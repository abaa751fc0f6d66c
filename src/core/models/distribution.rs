//! Grade distribution histogram shared by course and instructor records

use serde::{Deserialize, Serialize};

/// Number of histogram buckets in every grade distribution
pub const BUCKET_COUNT: usize = 11;

/// Dataset keys of the histogram buckets, lowest grades first
pub const BUCKET_KEYS: [&str; BUCKET_COUNT] = [
    "<50", "50-54", "55-59", "60-63", "64-67", "68-71", "72-75", "76-79", "80-84", "85-89",
    "90-100",
];

/// Display labels of the histogram buckets, in the same order as [`BUCKET_KEYS`]
pub const BUCKET_LABELS: [&str; BUCKET_COUNT] = [
    "< 50", "50-54", "55-59", "60-63", "64-67", "68-71", "72-75", "76-79", "80-84", "85-89",
    "90-100",
];

/// Student counts per grade bucket.
///
/// Missing buckets in the source JSON count as zero. Field `from_N` holds the
/// bucket whose lower bound is `N`.
#[allow(missing_docs)]
#[derive(Debug, Clone, Copy, Default, PartialEq, Eq, Serialize, Deserialize)]
pub struct GradeDistribution {
    #[serde(rename = "<50", default)]
    pub below_50: u32,
    #[serde(rename = "50-54", default)]
    pub from_50: u32,
    #[serde(rename = "55-59", default)]
    pub from_55: u32,
    #[serde(rename = "60-63", default)]
    pub from_60: u32,
    #[serde(rename = "64-67", default)]
    pub from_64: u32,
    #[serde(rename = "68-71", default)]
    pub from_68: u32,
    #[serde(rename = "72-75", default)]
    pub from_72: u32,
    #[serde(rename = "76-79", default)]
    pub from_76: u32,
    #[serde(rename = "80-84", default)]
    pub from_80: u32,
    #[serde(rename = "85-89", default)]
    pub from_85: u32,
    #[serde(rename = "90-100", default)]
    pub from_90: u32,
}

impl GradeDistribution {
    /// Build a distribution from counts ordered like [`BUCKET_KEYS`]
    #[must_use]
    pub const fn from_counts(counts: [u32; BUCKET_COUNT]) -> Self {
        Self {
            below_50: counts[0],
            from_50: counts[1],
            from_55: counts[2],
            from_60: counts[3],
            from_64: counts[4],
            from_68: counts[5],
            from_72: counts[6],
            from_76: counts[7],
            from_80: counts[8],
            from_85: counts[9],
            from_90: counts[10],
        }
    }

    /// Counts ordered like [`BUCKET_KEYS`]
    #[must_use]
    pub const fn counts(&self) -> [u32; BUCKET_COUNT] {
        [
            self.below_50,
            self.from_50,
            self.from_55,
            self.from_60,
            self.from_64,
            self.from_68,
            self.from_72,
            self.from_76,
            self.from_80,
            self.from_85,
            self.from_90,
        ]
    }

    /// Total students across all buckets
    #[must_use]
    pub fn total(&self) -> u64 {
        self.counts().iter().map(|&c| u64::from(c)).sum()
    }

    /// Largest single bucket count
    #[must_use]
    pub fn max_count(&self) -> u32 {
        self.counts().into_iter().max().unwrap_or(0)
    }

    /// Whether every bucket is zero
    #[must_use]
    pub fn is_empty(&self) -> bool {
        self.total() == 0
    }
}

/// The statistics a grades view needs, independent of where they came from
/// (a whole course or one instructor's offering of it).
#[derive(Debug, Clone, PartialEq)]
pub struct GradeSummary {
    /// Enrollment-weighted average
    pub average: f64,
    /// Number of students with a reported grade
    pub reported: u32,
    /// Enrollment-weighted median
    pub weighted_median: f64,
    /// Highest grade
    pub high: f64,
    /// Lowest grade
    pub low: f64,
    /// Histogram
    pub distribution: GradeDistribution,
}

#[cfg(test)]
mod tests {
    use super::*;

    #[test]
    fn test_counts_order_matches_keys() {
        let counts = [1, 2, 3, 4, 5, 6, 7, 8, 9, 10, 11];
        let dist = GradeDistribution::from_counts(counts);
        assert_eq!(dist.counts(), counts);
        assert_eq!(dist.total(), 66);
        assert_eq!(dist.max_count(), 11);
        assert!(!dist.is_empty());
    }

    #[test]
    fn test_missing_buckets_default_to_zero() {
        let dist: GradeDistribution =
            serde_json::from_str(r#"{"<50": 2, "90-100": 7}"#).unwrap();
        assert_eq!(dist.below_50, 2);
        assert_eq!(dist.from_90, 7);
        assert_eq!(dist.total(), 9);
    }

    #[test]
    fn test_empty_distribution() {
        let dist = GradeDistribution::default();
        assert!(dist.is_empty());
        assert_eq!(dist.max_count(), 0);
    }
}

#### What needs to be done
Copy the material above so that it matches line for line.

#### Worked solution
repository abaa751fc0f6d66c
filename src/core/models/distribution.rs
//! Grade distribution histogram shared by course and instructor records

use serde::{Deserialize, Serialize};

/// Number of histogram buckets in every grade distribution
pub const BUCKET_COUNT: usize = 11;

/// Dataset keys of the histogram buckets, lowest grades first
pub const BUCKET_KEYS: [&str; BUCKET_COUNT] = [
    "<50", "50-54", "55-59", "60-63", "64-67", "68-71", "72-75", "76-79", "80-84", "85-89",
    "90-100",
];

/// Display labels of the histogram buckets, in the same order as [`BUCKET_KEYS`]
pub const BUCKET_LABELS: [&str; BUCKET_COUNT] = [
    "< 50", "50-54", "55-59", "60-63", "64-67", "68-71", "72-75", "76-79", "80-84", "85-89",
    "90-100",
];

/// Student counts per grade bucket.
///
/// Missing buckets in the source JSON count as zero. Field `from_N` holds the
/// bucket whose lower bound is `N`.
#[allow(missing_docs)]
#[derive(Debug, Clone, Copy, Default, PartialEq, Eq, Serialize, Deserialize)]
pub struct GradeDistribution {
    #[serde(rename = "<50", default)]
    pub below_50: u32,
    #[serde(rename = "50-54", default)]
    pub from_50: u32,
    #[serde(rename = "55-59", default)]
    pub from_55: u32,
    #[serde(rename = "60-63", default)]
    pub from_60: u32,
    #[serde(rename = "64-67", default)]
    pub from_64: u32,
    #[serde(rename = "68-71", default)]
    pub from_68: u32,
    #[serde(rename = "72-75", default)]
    pub from_72: u32,
    #[serde(rename = "76-79", default)]
    pub from_76: u32,
    #[serde(rename = "80-84", default)]
    pub from_80: u32,
    #[serde(rename = "85-89", default)]
    pub from_85: u32,
    #[serde(rename = "90-100", default)]
    pub from_90: u32,
}

impl GradeDistribution {
    /// Build a distribution from counts ordered like [`BUCKET_KEYS`]
    #[must_use]
    pub const fn from_counts(counts: [u32; BUCKET_COUNT]) -> Self {
        Self {
            below_50: counts[0],
            from_50: counts[1],
            from_55: counts[2],
            from_60: counts[3],
            from_64: counts[4],
            from_68: counts[5],
            from_72: counts[6],
            from_76: counts[7],
            from_80: counts[8],
            from_85: counts[9],
            from_90: counts[10],
        }
    }

    /// Counts ordered like [`BUCKET_KEYS`]
    #[must_use]
    pub const fn counts(&self) -> [u32; BUCKET_COUNT] {
        [
            self.below_50,
            self.from_50,
            self.from_55,
            self.from_60,
            self.from_64,
            self.from_68,
            self.from_72,
            self.from_76,
            self.from_80,
            self.from_85,
            self.from_90,
        ]
    }

    /// Total students across all buckets
    #[must_use]
    pub fn total(&self) -> u64 {
        self.counts().iter().map(|&c| u64::from(c)).sum()
    }

    /// Largest single bucket count
    #[must_use]
    pub fn max_count(&self) -> u32 {
        self.counts().into_iter().max().unwrap_or(0)
    }

    /// Whether every bucket is zero
    #[must_use]
    pub fn is_empty(&self) -> bool {
        self.total() == 0
    }
}

/// The statistics a grades view needs, independent of where they came from
/// (a whole course or one instructor's offering of it).
#[derive(Debug, Clone, PartialEq)]
pub struct GradeSummary {
    /// Enrollment-weighted average
    pub average: f64,
    /// Number of students with a reported grade
    pub reported: u32,
    /// Enrollment-weighted median
    pub weighted_median: f64,
    /// Highest grade
    pub high: f64,
    /// Lowest grade
    pub low: f64,
    /// Histogram
    pub distribution: GradeDistribution,
}

#[cfg(test)]
mod tests {
    use super::*;

    #[test]
    fn test_counts_order_matches_keys() {
        let counts = [1, 2, 3, 4, 5, 6, 7, 8, 9, 10, 11];
        let dist = GradeDistribution::from_counts(counts);
        assert_eq!(dist.counts(), counts);
        assert_eq!(dist.total(), 66);
        assert_eq!(dist.max_count(), 11);
        assert!(!dist.is_empty());
    }

    #[test]
    fn test_missing_buckets_default_to_zero() {
        let dist: GradeDistribution =
            serde_json::from_str(r#"{"<50": 2, "90-100": 7}"#).unwrap();
        assert_eq!(dist.below_50, 2);
        assert_eq!(dist.from_90, 7);
        assert_eq!(dist.total(), 9);
    }

    #[test]
    fn test_empty_distribution() {
        let dist = GradeDistribution::default();
        assert!(dist.is_empty());
        assert_eq!(dist.max_count(), 0);
    }
}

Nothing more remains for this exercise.